··· RECORDED INFORMATION ···

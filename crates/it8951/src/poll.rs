//! Bounded polling
//!
//! The IT8951 exposes two independent readiness signals: the HRDY (busy) pin,
//! which gates every bus frame, and the LUT engine status register, which
//! stays non-zero while a refresh is still being driven onto the glass.
//! Both are waited on through [`poll_until`], which gives up after a timeout
//! instead of failing: the link has no error channel, so callers log the
//! [`PollOutcome::TimedOut`] and carry on.

/// Result of a bounded poll
#[must_use]
#[derive(Clone, Copy, Debug, PartialEq, Eq)]
pub enum PollOutcome {
    /// The condition held before the deadline
    Ready,
    /// The deadline elapsed first
    TimedOut {
        /// Time spent pausing between checks, in milliseconds
        waited_ms: u32,
    },
}

impl PollOutcome {
    /// `true` if the polled condition was observed
    pub fn is_ready(self) -> bool {
        matches!(self, PollOutcome::Ready)
    }
}

/// Something that can sleep between two polls
///
/// Implemented by [`Interface`](crate::interface::Interface) on top of its
/// `DelayNs`. Elapsed time is accounted from the requested pauses, since
/// embedded-hal offers no monotonic clock.
pub trait Pause {
    /// Block for roughly `us` microseconds
    fn pause_us(&mut self, us: u32);
}

/// Check `ready` until it returns `true` or `timeout_ms` worth of pauses has
/// been spent, pausing `interval_us` between checks.
///
/// The condition is always checked at least once, so a zero timeout is a
/// single non-blocking probe. Errors raised by `ready` abort the poll.
pub fn poll_until<C, E, F>(
    ctx: &mut C,
    timeout_ms: u32,
    interval_us: u32,
    mut ready: F,
) -> Result<PollOutcome, E>
where
    C: Pause + ?Sized,
    F: FnMut(&mut C) -> Result<bool, E>,
{
    let budget_us = u64::from(timeout_ms) * 1_000;
    let interval_us = interval_us.max(1);
    let mut waited_us: u64 = 0;

    loop {
        if ready(ctx)? {
            return Ok(PollOutcome::Ready);
        }
        if waited_us >= budget_us {
            let waited_ms = u32::try_from(waited_us / 1_000).unwrap_or(u32::MAX);
            return Ok(PollOutcome::TimedOut { waited_ms });
        }
        ctx.pause_us(interval_us);
        waited_us += u64::from(interval_us);
    }
}
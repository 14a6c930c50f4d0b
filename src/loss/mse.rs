pub struct MseLoss;

impl MseLoss {
    /// Scalar MSE: mean((expected - predicted)²).
    ///
    /// This is the loss recorded after every training step: `fit` re-runs
    /// the whole dataset through the unit and hands the predictions here.
    /// Both slices must have equal, non-zero length.
    pub fn loss(predicted: &[f64], expected: &[f64]) -> f64 {
        assert_eq!(predicted.len(), expected.len());
        let total: f64 = predicted
            .iter()
            .zip(expected.iter())
            .map(|(p, y)| (y - p) * (y - p))
            .sum();
        total / expected.len() as f64
    }
}
use simpletron::Perceptron;

fn main() {
    tracing_subscriber::fmt().init();

    let mut unit = Perceptron::new(2).expect("two features");

    // AND gate: four samples flattened into one sequence, one label each.
    let x = vec![0.0, 0.0, 0.0, 1.0, 1.0, 0.0, 1.0, 1.0];
    let y = vec![0.0, 0.0, 0.0, 1.0];

    for sweep in 0..50 {
        let history = unit.fit(&x, &y, false).expect("well-formed training data");
        let last = history.last().copied().unwrap_or(1.0);
        if last == 0.0 {
            println!("Converged after sweep {sweep}.");
            break;
        }
        if sweep % 10 == 0 {
            println!("Sweep {sweep}: loss = {last:.4}");
        }
    }

    // One more sweep with verbose reporting to show the per-epoch lines.
    unit.fit(&x, &y, true).expect("well-formed training data");

    for sample in [[0.0, 0.0], [0.0, 1.0], [1.0, 0.0], [1.0, 1.0]] {
        let out = unit.predict(&sample).expect("two inputs");
        println!("Input: {sample:?} -> Output: {out}");
    }
}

···

PROBLEM
Copy all lines from the listing that contain "Perceptron".

TASK RESULT
use simpletron::Perceptron;
    let mut unit = Perceptron::new(2).expect("two features");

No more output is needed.